A Self-Made Chip and a No-Cap Promise
The most striking element of BYD's recent moves is a promise no other automaker — not even Tesla — has matched. Starting immediately, BYD assumes full financial responsibility for accidents caused by its urban God's Eye system, with no cap on liability. The cover applies to the God's Eye A and B packages, runs for one year from vehicle delivery and includes repair costs, third-party property damage and personal injury. It transfers with the vehicle and existing owners receive it via an over-the-air update to God's Eye 5.0.
The logic is data-driven. When BYD rolled out a similar guarantee for automatic parking in July 2025, actual usage jumped from 21% to 93%. The company is betting the same trick will accelerate adoption of city-level autonomous driving.

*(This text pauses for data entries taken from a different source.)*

//! Single-slot debounce timer.
//!
//! A [`Debouncer`] runs at most one pending task. Scheduling a new task aborts
//! the previous one if it has not fired yet, so for a burst of calls only the
//! last task ever runs. Tasks are spawned on the current tokio runtime, which
//! must exist when [`Debouncer::schedule`] is called.

use std::future::Future;
use std::sync::{Mutex, PoisonError};
use std::time::Duration;
use tokio::task::JoinHandle;
use tokio::time::{sleep_until, Instant};
use tracing::trace;

/// Delay applied to password re-validation while the user is typing.
pub const DEFAULT_DEBOUNCE: Duration = Duration::from_millis(400);

#[derive(Debug)]
pub struct Debouncer {
    delay: Duration,
    slot: Mutex<Option<JoinHandle<()>>>,
}

impl Debouncer {
    #[must_use]
    pub fn new(delay: Duration) -> Self {
        Self {
            delay,
            slot: Mutex::new(None),
        }
    }

    #[must_use]
    pub fn delay(&self) -> Duration {
        self.delay
    }

    /// Run `task` once the delay elapses, cancelling any task still waiting.
    pub fn schedule<F>(&self, task: F)
    where
        F: Future<Output = ()> + Send + 'static,
    {
        let deadline = Instant::now() + self.delay;
        let handle = tokio::spawn(async move {
            sleep_until(deadline).await;
            task.await;
        });

        let previous = self
            .slot
            .lock()
            .unwrap_or_else(PoisonError::into_inner)
            .replace(handle);

        if let Some(previous) = previous {
            if !previous.is_finished() {
                trace!("debounce timer restarted");
            }
            previous.abort();
        }
    }

    /// Cancel the pending task. Returns true if one was still waiting.
    pub fn cancel(&self) -> bool {
        let pending = self
            .slot
            .lock()
            .unwrap_or_else(PoisonError::into_inner)
            .take();

        match pending {
            Some(handle) => {
                let waiting = !handle.is_finished();
                handle.abort();
                waiting
            }
            None => false,
        }
    }

    #[must_use]
    pub fn is_pending(&self) -> bool {
        self.slot
            .lock()
            .unwrap_or_else(PoisonError::into_inner)
            .as_ref()
            .is_some_and(|handle| !handle.is_finished())
    }
}

impl Default for Debouncer {
    fn default() -> Self {
        Self::new(DEFAULT_DEBOUNCE)
    }
}

impl Drop for Debouncer {
    fn drop(&mut self) {
        self.cancel();
    }
}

Underpinning the system is the Xuanji A3 processor — China's first 4-nanometer automotive chip now in mass production. Each unit delivers 700 TOPS of computing power, and three chips together hit 2,100 TOPS, enough for Level 3 and Level 4 functions. Citi estimates the whole system costs about one-third the price of Nvidia's Thor. BYD passes those savings directly to customers: the God's Eye system with LiDAR is priced at roughly $1,770, well below rival solutions.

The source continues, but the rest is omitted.